Building connections and relationships via online communities is vital to getting your name and skills recognized. Communities on Reddit, Discord, Slack, Gamasutra, and regional user groups are great ways to interact with industry professionals who can offer advice or even jobs. 

Publishing reviews, mini articles, and opinion pieces on games are ways to express your love of gaming and to get yourself noticed. They can also provide content for your own personal site.

6. Create Your Own Gaming Site


Your own gaming site is your best form of self-promotion. It can act as an online portfolio of your work. Remember to put your best work up front - any indie games, game jams and artwork or programming are the best display of your talent and skill.

Post your reviews and online content contribution to allow recruiters to see how active you are in communities and display your passion for gaming.

Showing your thought process from initial concept to execution on a project will allow future recruiters to understand if you will be a good cultural fit with their company.

In many ways your website will be more important than a tradition CV, it will be your personal showreel. Be entrepreneurial by treating your site as an expression of your own personal brand.

7. Secure an Internship with a Gaming Company




Game development is a the kind of job that some enthusiasts would do for free just for the love of it. While your key goal is to get paid for your work, getting an internship with a company you want to work for is one way to get your foot in the door. This option is not viable for everyone, but it can be an excellent way of gaining hands-on experience while networking at the same time.

Being on the sidelines as an intern puts you in prime position for any jobs that may become available (provided you've made a good impression!). Even if you don’t nab a placement at the end of your tenure it is another stepping stone to your future career.

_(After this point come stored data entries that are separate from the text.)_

pub mod audit;
pub mod config;
pub mod network;
pub mod raft;
pub mod storage;
pub mod util;
use actix::prelude::*;

use crate::raft::actor::HandleRaftMessage;
use crate::raft::types::NodeId;

/// Attach a member's actor to the network
#[derive(Message)]
#[rtype(result = "()")]
pub struct RegisterMember {
    pub id: NodeId,
    pub addr: Recipient<HandleRaftMessage>,
}

/// Detach a member; messages for it are dropped afterwards
#[derive(Message)]
#[rtype(result = "()")]
pub struct RemoveMember {
    pub id: NodeId,
}

/// Split the members into isolated groups. Members not named form their own group.
#[derive(Message)]
#[rtype(result = "()")]
pub struct Partition {
    pub groups: Vec<Vec<NodeId>>,
}

/// Remove every partition
#[derive(Message)]
#[rtype(result = "()")]
pub struct Heal;

/// Drop each message with the given probability
#[derive(Message)]
#[rtype(result = "()")]
pub struct SetDropRate {
    pub rate: f64,
}

#[derive(Debug, Clone, Copy, Default, PartialEq, Eq)]
pub struct NetworkStats {
    pub delivered: u64,
    pub dropped: u64,
    pub failed: u64,
}

#[derive(Message)]
#[rtype(result = "NetworkStats")]
pub struct GetNetworkStats;

impl<A, M> actix::dev::MessageResponse<A, M> for NetworkStats
where
    A: Actor,
    M: Message<Result = NetworkStats>,
{
    fn handle(self, _ctx: &mut A::Context, tx: Option<actix::dev::OneshotSender<M::Result>>) {
        if let Some(tx) = tx {
            let _ = tx.send(self);
        }
    }
}
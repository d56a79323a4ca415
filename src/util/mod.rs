pub mod errors;

pub use errors::{RaftError, Result};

8. Get a Job in QA with a Gaming Company 


Entry level jobs in the industry work in Quality Assurance. What better way to kick start your career than to be paid to play games!

You will be expected to break games still in production and push them their limits. Expanding your knowledge of gaming while having fun trying to outsmart the developers. As with internships QA positions make you ripe for the picking if and when new positions become available.

Getting a job in game development requires a multi-pronged approach. There are many gateways into the gaming industry, and your story will be different from the next person’s. The best resource you have is your passion for the industry. Focus your love of gaming into your own unique path to your dream career. Get out there, hustle, educate yourself and network the industry. And don’t give up!

Header image: Borderlands 3 © 2019 Gearbox


Keen to get a job in game development?

CG Spectrum offers specialized Game Art, Design and Programming courses for those who are serious about getting a job in game development. Courses are 100% online, and you will be mentored by industry experts who have worked for major game studios.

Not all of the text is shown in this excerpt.